BCS also filed a response, arguing that the Smiths’ amended motion merely asked
the court for detailed reasons for the dismissal when such reasoning need not be provided
in an order on a motion to dismiss. Thus, BCS asked the court to deny the amended motion.
After a hearing, the circuit court entered an order denying the Smiths’ amended
motion to alter or amend. The order lists all three docket numbers with the word
“consolidated” beside them. At the outset, the circuit court noted that it is required to look
to the substance of a motion rather than its title. The court recognized that the Smiths’ had
titled their motions as filed pursuant to “Rule 59” but concluded that in substance they
“only seek clarification of this court’s ruling.” The circuit court concluded that a motion
for “clarification” does not qualify as a proper Rule 59 motion and is not otherwise
contemplated by the Tennessee Rules of Civil Procedure. The circuit court noted that its
order of dismissal did not contain any clerical errors, there was no change in the law or
new evidence, and the order clearly addressed all claims “based upon the gravamen of their
complaint, which is a breach of contract.” Therefore, the court denied the motion.

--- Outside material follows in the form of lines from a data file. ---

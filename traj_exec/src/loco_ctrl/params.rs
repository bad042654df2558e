//! Parameters structure for LocoCtrl

// ---------------------------------------------------------------------------
// IMPORTS
// ---------------------------------------------------------------------------

use serde::Deserialize;

use super::{ModuleLayout, SwerveModules, NUM_MODULES};
use crate::geom::Translation;

// ---------------------------------------------------------------------------
// DATA STRUCTURES
// ---------------------------------------------------------------------------

/// Parameters for Locomotion control.
#[derive(Debug, Clone, Deserialize)]
pub struct Params {
    // ---- GEOMETRY ----
    /// The position of each module's contact point relative to the robot's
    /// centre of rotation, in FL, FR, RL, RR order.
    ///
    /// Units: meters,
    /// Frame: Robot body
    pub module_pos_m_rb: [[f64; 2]; NUM_MODULES],

    // ---- CAPABILITIES ----
    /// Maximum speed a module can be commanded to.
    ///
    /// This is informational, the kinematics never limit module speeds by
    /// themselves.
    ///
    /// Units: meters/second
    pub max_module_speed_ms: f64,
}

// ---------------------------------------------------------------------------
// IMPLEMENTATIONS
// ---------------------------------------------------------------------------

impl Params {
    /// Get the module layout described by these parameters.
    pub fn layout(&self) -> ModuleLayout {
        SwerveModules::from_array(self.module_pos_m_rb).map(|_, p| Translation::new(p[0], p[1]))
    }
}
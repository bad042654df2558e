//! # Trajectory Executable Parameters
//!
//! This module provides parameters for the trajectory executable.

// ------------------------------------------------------------------------------------------------
// IMPORTS
// ------------------------------------------------------------------------------------------------

use serde::Deserialize;

use crate::sim;

// ------------------------------------------------------------------------------------------------
// STRUCTS
// ------------------------------------------------------------------------------------------------

#[derive(Debug, Clone, Deserialize)]
pub struct TrajExecParams {
    /// Trajectory CSV to run if none is given on the command line, relative to the software root.
    pub trajectory_path: String,

    /// Offset of the robot's starting position from the start of the trajectory.
    ///
    /// Units: meters,
    /// Frame: Field
    #[serde(default)]
    pub initial_offset_m: [f64; 2],

    /// Fixed control period. If not given one tick is run per trajectory state.
    ///
    /// Units: seconds
    #[serde(default)]
    pub control_period_s: Option<f64>,

    /// If true module speeds are limited to LocoCtrl's `max_module_speed_ms`.
    #[serde(default)]
    pub desaturate: bool,
}

impl TrajExecParams {
    /// Simulation parameters for a robot whose modules can reach `max_module_speed_ms`.
    pub fn sim_params(&self, max_module_speed_ms: f64) -> sim::Params {
        sim::Params {
            control_period_s: self.control_period_s,
            desaturate: self.desaturate,
            max_module_speed_ms,
        }
    }
}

On September 14, 2020, the Smiths filed a notice of appeal to this Court. The notice
of appeal only listed the docket number for the circuit court adoption proceeding: CT-2371-
19. However, it listed the style of the case as “D[.] Smith, Sr., P[.] Smith, and D[.] Smith,
Jr. v. Bethany Christian Services, Inc. and [Mr. and Mrs.] A[.],” which correlates with their
chancery court petition from the surrender proceeding, not the adoption petition filed by
Mr. and Mrs. A. The initial record provided to this Court on appeal only contained the
documents from the circuit court adoption proceeding depicting docket number CT-2371-
19. However, BCS filed a motion to correct the record on appeal to include documents
filed in the chancery court cases. The motion was not opposed by the Smiths or Mr. and
Mrs. A. This Court entered an order remanding to the trial court for the limited purpose of
resolving the motion to supplement the record. The circuit court subsequently entered an
order stating that the documents filed in chancery court were properly includable in the
appellate record. This Court received a supplemental record containing the additional
documents.
BCS also filed a motion to dismiss this appeal on the basis that the Smiths had not
filed a proper and timely Rule 59 motion that would toll the time period for filing an appeal.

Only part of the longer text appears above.